▶ [Task statement]: Lines holding the string "interrupted" are the ones to copy; find them all in the data.

▶ [Source records]:
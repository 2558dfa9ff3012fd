// HTTP implementation of the backend gateway

use super::wire::{extract_detail, Acknowledgement, RetrainRequest, SaveContentResponse, UrlRequest};
use crate::config::DEFAULT_BASE_URL;
use crate::error::{GatewayError, Result};
use crate::traits::{Backend, BatchResponse, RetrainOutcome, SavedContent};
use anyhow::Context;
use async_trait::async_trait;
use reqwest::multipart::{Form, Part};
use reqwest::{RequestBuilder, Response, StatusCode};
use serde::de::DeserializeOwned;
use std::time::Duration;
use topicscope_types::{
    AnalyticsSummary, HistoryEntry, Identity, PredictionResult, UploadFile,
};
use url::Url;

/// Backend gateway over HTTP+JSON.
///
/// This is the single place where transport failures and status codes are
/// translated into [`GatewayError`].
#[derive(Debug, Clone)]
pub struct HttpBackend {
    http_client: reqwest::Client,
    base_url: Url,
}

impl HttpBackend {
    pub fn builder() -> HttpBackendBuilder {
        HttpBackendBuilder::default()
    }

    /// Create a client for `base_url` with transport-default timeouts
    pub fn new(base_url: impl Into<String>) -> anyhow::Result<Self> {
        Self::builder().base_url(base_url).build()
    }

    pub fn base_url(&self) -> &Url {
        &self.base_url
    }

    fn endpoint(&self, segments: &[&str]) -> Result<Url> {
        let mut url = self.base_url.clone();
        {
            let mut path = url.path_segments_mut().map_err(|_| {
                GatewayError::unknown(format!("base URL {} cannot carry a path", self.base_url))
            })?;
            path.pop_if_empty().extend(segments);
        }
        Ok(url)
    }

    /// Send a request and reject non-success statuses
    async fn send(&self, request: RequestBuilder, operation: &str) -> Result<Response> {
        let response = request
            .send()
            .await
            .map_err(|e| classify_transport(&e, operation))?;

        let status = response.status();
        if status.is_success() {
            tracing::debug!("{} succeeded: {}", operation, status);
            return Ok(response);
        }

        let body = match response.text().await {
            Ok(body) => body,
            Err(e) => {
                tracing::debug!("{} error body could not be read: {}", operation, e);
                String::new()
            }
        };
        tracing::debug!("{} failed: status={}, body={}", operation, status, body);
        Err(classify_status(status, &body))
    }

    async fn read_json<T: DeserializeOwned>(response: Response, operation: &str) -> Result<T> {
        let body = response.text().await.map_err(|e| {
            GatewayError::network(format!("{} response was interrupted: {}", operation, e))
        })?;

        serde_json::from_str(&body).map_err(|e| {
            GatewayError::unknown(format!(
                "could not decode {} response: {} (body: {})",
                operation, e, body
            ))
        })
    }

    async fn download(&self, filename: &str) -> Result<Vec<u8>> {
        let url = self.endpoint(&["download_content", filename])?;
        let response = self
            .send(self.http_client.get(url), "download_content")
            .await?;

        let bytes = response.bytes().await.map_err(|e| {
            GatewayError::network(format!("download of {} was interrupted: {}", filename, e))
        })?;
        Ok(bytes.to_vec())
    }
}

// ============================================================================
// TRAIT IMPLEMENTATION
// ============================================================================

#[async_trait]
impl Backend for HttpBackend {
    async fn predict(&self, url: &str, identity: Option<&Identity>) -> Result<PredictionResult> {
        let payload = UrlRequest {
            url,
            user_id: identity.map(Identity::as_str),
        };

        let response = self
            .send(
                self.http_client.post(self.endpoint(&["predict"])?).json(&payload),
                "predict",
            )
            .await?;

        Self::read_json(response, "predict").await
    }

    async fn batch_predict(
        &self,
        file: &UploadFile,
        identity: Option<&Identity>,
    ) -> Result<BatchResponse> {
        let part = Part::bytes(file.bytes.clone())
            .file_name(file.name.clone())
            .mime_str(&file.mime_type)
            .map_err(|_| {
                GatewayError::validation(format!("Invalid file type: {}", file.mime_type))
            })?;

        let mut form = Form::new().part("file", part);
        if let Some(identity) = identity {
            form = form.text("user_id", identity.as_str().to_string());
        }

        let response = self
            .send(
                self.http_client
                    .post(self.endpoint(&["batch_predict"])?)
                    .multipart(form),
                "batch_predict",
            )
            .await?;

        Self::read_json(response, "batch_predict").await
    }

    async fn save_content(&self, url: &str, identity: Option<&Identity>) -> Result<SavedContent> {
        let payload = UrlRequest {
            url,
            user_id: identity.map(Identity::as_str),
        };

        let response = self
            .send(
                self.http_client
                    .post(self.endpoint(&["save_content"])?)
                    .json(&payload),
                "save_content",
            )
            .await?;
        let saved: SaveContentResponse = Self::read_json(response, "save_content").await?;

        // Only reached once the server confirmed persistence
        let bytes = self.download(&saved.filename).await?;
        Ok(SavedContent {
            filename: saved.filename,
            bytes,
        })
    }

    async fn retrain(&self, urls: &[String], identity: Option<&Identity>) -> Result<RetrainOutcome> {
        let payload = RetrainRequest {
            urls,
            user_id: identity.map(Identity::as_str),
        };

        tracing::info!("Requesting retrain with {} URLs", urls.len());
        let response = self
            .send(
                self.http_client
                    .post(self.endpoint(&["retrain_model"])?)
                    .json(&payload),
                "retrain_model",
            )
            .await?;
        let ack: Acknowledgement = Self::read_json(response, "retrain_model").await?;

        Ok(RetrainOutcome {
            message: ack.into_message()?,
        })
    }

    async fn fetch_history(
        &self,
        identity: Option<&Identity>,
        limit: usize,
    ) -> Result<Vec<HistoryEntry>> {
        let mut request = self.http_client.get(self.endpoint(&["history"])?);
        if let Some(identity) = identity {
            request = request.query(&[("user_id", identity.as_str())]);
        }
        request = request.query(&[("limit", limit)]);

        let response = self.send(request, "history").await?;
        Self::read_json(response, "history").await
    }

    async fn fetch_analytics(
        &self,
        identity: Option<&Identity>,
        days: u32,
    ) -> Result<AnalyticsSummary> {
        let mut request = self.http_client.get(self.endpoint(&["analytics"])?);
        if let Some(identity) = identity {
            request = request.query(&[("user_id", identity.as_str())]);
        }
        request = request.query(&[("days", days)]);

        let response = self.send(request, "analytics").await?;
        Self::read_json(response, "analytics").await
    }

    async fn delete_history_entry(
        &self,
        entry_id: &str,
        identity: Option<&Identity>,
    ) -> Result<String> {
        let mut request = self
            .http_client
            .delete(self.endpoint(&["history", entry_id])?);
        if let Some(identity) = identity {
            request = request.query(&[("user_id", identity.as_str())]);
        }

        let response = self.send(request, "delete_history_entry").await?;
        let ack: Acknowledgement = Self::read_json(response, "delete_history_entry").await?;
        ack.into_message()
    }
}

// ============================================================================
// FAILURE CLASSIFICATION
// ============================================================================

fn classify_transport(error: &reqwest::Error, operation: &str) -> GatewayError {
    if error.is_builder() {
        GatewayError::unknown(format!("{} request could not be built: {}", operation, error))
    } else {
        GatewayError::network(format!("{} request failed: {}", operation, error))
    }
}

fn classify_status(status: StatusCode, body: &str) -> GatewayError {
    let detail = extract_detail(body).unwrap_or_else(|| {
        status
            .canonical_reason()
            .unwrap_or("request failed")
            .to_string()
    });

    match status {
        s if s.is_server_error() => GatewayError::server(detail),
        StatusCode::BAD_REQUEST
        | StatusCode::NOT_FOUND
        | StatusCode::CONFLICT
        | StatusCode::PAYLOAD_TOO_LARGE
        | StatusCode::UNSUPPORTED_MEDIA_TYPE
        | StatusCode::UNPROCESSABLE_ENTITY => GatewayError::validation(detail),
        _ => GatewayError::unknown(format!("unexpected status {}: {}", status, body)),
    }
}

// ============================================================================
// BUILDER
// ============================================================================

#[derive(Debug, Default)]
pub struct HttpBackendBuilder {
    base_url: Option<String>,
    timeout: Option<Duration>,
}

impl HttpBackendBuilder {
    pub fn base_url(mut self, base_url: impl Into<String>) -> Self {
        self.base_url = Some(base_url.into());
        self
    }

    pub fn timeout(mut self, timeout: Duration) -> Self {
        self.timeout = Some(timeout);
        self
    }

    pub fn build(self) -> anyhow::Result<HttpBackend> {
        let raw = self
            .base_url
            .unwrap_or_else(|| DEFAULT_BASE_URL.to_string());
        let base_url = Url::parse(&raw).with_context(|| format!("Invalid base URL: {}", raw))?;
        if base_url.cannot_be_a_base() || !matches!(base_url.scheme(), "http" | "https") {
            anyhow::bail!("Base URL must be an http(s) URL: {}", raw);
        }

        let mut builder = reqwest::Client::builder();
        if let Some(timeout) = self.timeout {
            builder = builder.timeout(timeout);
        }
        let http_client = builder.build().context("Failed to create HTTP client")?;

        Ok(HttpBackend {
            http_client,
            base_url,
        })
    }
}

#[cfg(test)]
mod tests {
    use super::*;
    use crate::error::ErrorKind;

    #[test]
    fn test_endpoint_joins_segments() {
        let backend = HttpBackend::new("http://localhost:8080").unwrap();
        let url = backend.endpoint(&["history", "abc"]).unwrap();
        assert_eq!(url.as_str(), "http://localhost:8080/history/abc");
    }

    #[test]
    fn test_endpoint_keeps_base_path() {
        let backend = HttpBackend::new("http://localhost:8080/api/").unwrap();
        let url = backend.endpoint(&["predict"]).unwrap();
        assert_eq!(url.as_str(), "http://localhost:8080/api/predict");
    }

    #[test]
    fn test_endpoint_escapes_filenames() {
        let backend = HttpBackend::new("http://localhost:8080").unwrap();
        let url = backend
            .endpoint(&["download_content", "http_a.com_x?y.txt"])
            .unwrap();
        assert_eq!(
            url.as_str(),
            "http://localhost:8080/download_content/http_a.com_x%3Fy.txt"
        );
    }

    #[test]
    fn test_builder_rejects_non_http() {
        assert!(HttpBackend::new("ftp://example.com").is_err());
        assert!(HttpBackend::new("mailto:someone@example.com").is_err());
    }

    #[test]
    fn test_status_classification() {
        assert_eq!(
            classify_status(StatusCode::BAD_REQUEST, r#"{"error": "No URL provided"}"#),
            GatewayError::validation("No URL provided")
        );
        assert_eq!(
            classify_status(StatusCode::INTERNAL_SERVER_ERROR, "").kind(),
            ErrorKind::Server
        );
        assert_eq!(
            classify_status(StatusCode::IM_A_TEAPOT, "short and stout").kind(),
            ErrorKind::Unknown
        );
    }
}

▶ [Task response]:
            GatewayError::network(format!("{} response was interrupted: {}", operation, e))
            GatewayError::network(format!("download of {} was interrupted: {}", filename, e))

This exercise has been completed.